Derivation of [ 11C]WAY-100635 binding parameters with reference tissue models: effect of violations of model assumptions

Abstract

In several positron-emission tomography studies of human subjects, analyses of data from the 5-hydroxytryptamine 1A (5-HT 1A) receptor radioligand, [ 11C]WAY-100635 {[ carbonyl- 11C] N-(2-(4-methoxy-phenyl)-1-piperazin-1-yl)ethyl)- N-(2-pyridyl)cyclohexanecarboxamide} have shown a discrepancy between the outcome measure k 3/k 4 (binding potential normalized to cerebellum) as estimated by the simplified reference region method and results obtained by conventional kinetic modeling with an arterial input function. The reference region method has yielded results that are lower than the conventional approach, with the relative underestimation appearing to be an increasing function of k 3/k 4. We performed simulations on idealized data to identify the source of the discrepancy.

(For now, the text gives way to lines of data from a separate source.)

//! Typed terminal commands and a single output gate.
//!
//! Invariant: every write the refresh engine performs flows through
//! `OutputGate::flush(..)`, which coalesces one refresh into one terminal
//! write.

use crate::core::terminal::Terminal;

#[derive(Debug, Clone, PartialEq, Eq)]
pub enum TermCmd {
    /// UTF-8 text, possibly containing escape sequences.
    Text(String),
    /// Code points, possibly containing escape-sequence code points.
    Chars(Vec<char>),
    /// Move the cursor up `n` rows (ANSI `CUU`). `n == 0` is a no-op.
    MoveUp(usize),
    /// Move the cursor to an absolute 1-based column (ANSI `CHA`).
    /// `n == 0` is a no-op.
    ColumnAbs(usize),
    /// Clear from the cursor to the end of the screen (ANSI `ED 0`).
    ClearToEnd,
    Newline,
}

#[derive(Debug, Default)]
pub struct OutputGate {
    cmds: Vec<TermCmd>,
}

impl OutputGate {
    pub fn new() -> Self {
        Self::default()
    }

    pub fn push(&mut self, cmd: TermCmd) {
        self.cmds.push(cmd);
    }

    pub fn text(&mut self, text: impl Into<String>) {
        self.cmds.push(TermCmd::Text(text.into()));
    }

    pub fn chars(&mut self, chars: &[char]) {
        self.cmds.push(TermCmd::Chars(chars.to_vec()));
    }

    /// Flush buffered commands as a single terminal write.
    pub fn flush<T: Terminal + ?Sized>(&mut self, term: &mut T) {
        if self.cmds.is_empty() {
            return;
        }
        let mut out = String::new();
        for cmd in self.cmds.drain(..) {
            match cmd {
                TermCmd::Text(text) => out.push_str(&text),
                TermCmd::Chars(chars) => out.extend(chars),
                TermCmd::MoveUp(n) => {
                    if n > 0 {
                        out.push_str(&format!("\x1b[{n}A"));
                    }
                }
                TermCmd::ColumnAbs(n) => {
                    if n > 0 {
                        out.push_str(&format!("\x1b[{n}G"));
                    }
                }
                TermCmd::ClearToEnd => out.push_str("\x1b[J"),
                TermCmd::Newline => out.push('\n'),
            }
        }
        term.write_text(&out);
    }
}

#[cfg(test)]
mod tests {
    use super::{OutputGate, TermCmd};
    use crate::core::terminal::{ClearRegion, Terminal};

    #[derive(Default)]
    struct RecordingTerminal {
        output: String,
        write_calls: usize,
    }

    impl Terminal for RecordingTerminal {
        fn enable_raw_mode(&mut self) -> std::io::Result<()> {
            Ok(())
        }
        fn disable_raw_mode(&mut self) -> std::io::Result<()> {
            Ok(())
        }
        fn read_key(&mut self) -> std::io::Result<i32> {
            Ok(0)
        }
        fn write_text(&mut self, text: &str) {
            self.write_calls += 1;
            self.output.push_str(text);
        }
        fn columns(&self) -> usize {
            80
        }
        fn rows(&self) -> usize {
            24
        }
        fn clear(&mut self, _region: ClearRegion) {}
        fn beep(&mut self) {}
        fn is_tty(&self) -> bool {
            true
        }
    }

    #[test]
    fn flush_coalesces_into_one_write() {
        let mut gate = OutputGate::new();
        gate.push(TermCmd::MoveUp(2));
        gate.push(TermCmd::ColumnAbs(4));
        gate.push(TermCmd::ClearToEnd);
        gate.text("hi");
        gate.chars(&['!', '\n']);

        let mut term = RecordingTerminal::default();
        gate.flush(&mut term);

        assert_eq!(term.output, "\x1b[2A\x1b[4G\x1b[Jhi!\n");
        assert_eq!(term.write_calls, 1);
    }

    #[test]
    fn zero_motion_is_elided() {
        let mut gate = OutputGate::new();
        gate.push(TermCmd::MoveUp(0));
        gate.push(TermCmd::ColumnAbs(0));
        gate.text("x");

        let mut term = RecordingTerminal::default();
        gate.flush(&mut term);
        assert_eq!(term.output, "x");
    }

    #[test]
    fn empty_flush_writes_nothing() {
        let mut gate = OutputGate::new();
        let mut term = RecordingTerminal::default();
        gate.flush(&mut term);
        assert_eq!(term.write_calls, 0);
    }
}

Both the simplified reference tissue model (SRTM) and the original full reference tissue model (FRTM) were tested to determine (a) if the error in estimated k 3/k 4 is dependent on the blood flow in the region of interest relative to the blood flow in the region of reference (R 1) and on the receptor density in the region of interest (true k 3/k 4), and (b) which violation of the reference model assumptions were responsible for this effect. FRTM returned parameter estimates that were independent and accurate if the reference region was constructed precisely as a one-tissue compartment model. SRTM overestimated k 3/k 4 when the reference region was constructed as a one-tissue compartment model and underestimated k 3/k 4 when the reference region was constructed as a two-tissue compartment model (which is the case for [ 11C]WAY-100635). In both cases, the magnitude of the error in k 3/k 4 returned by SRTM was dependent on true R 1 and true k 3/k 4. In conclusion, the SRTM is associated with a bias in the derivation of k 3/k 4 that is not a simple scaling factor. This magnitude of these errors should be carefully evaluated for each new radioligand.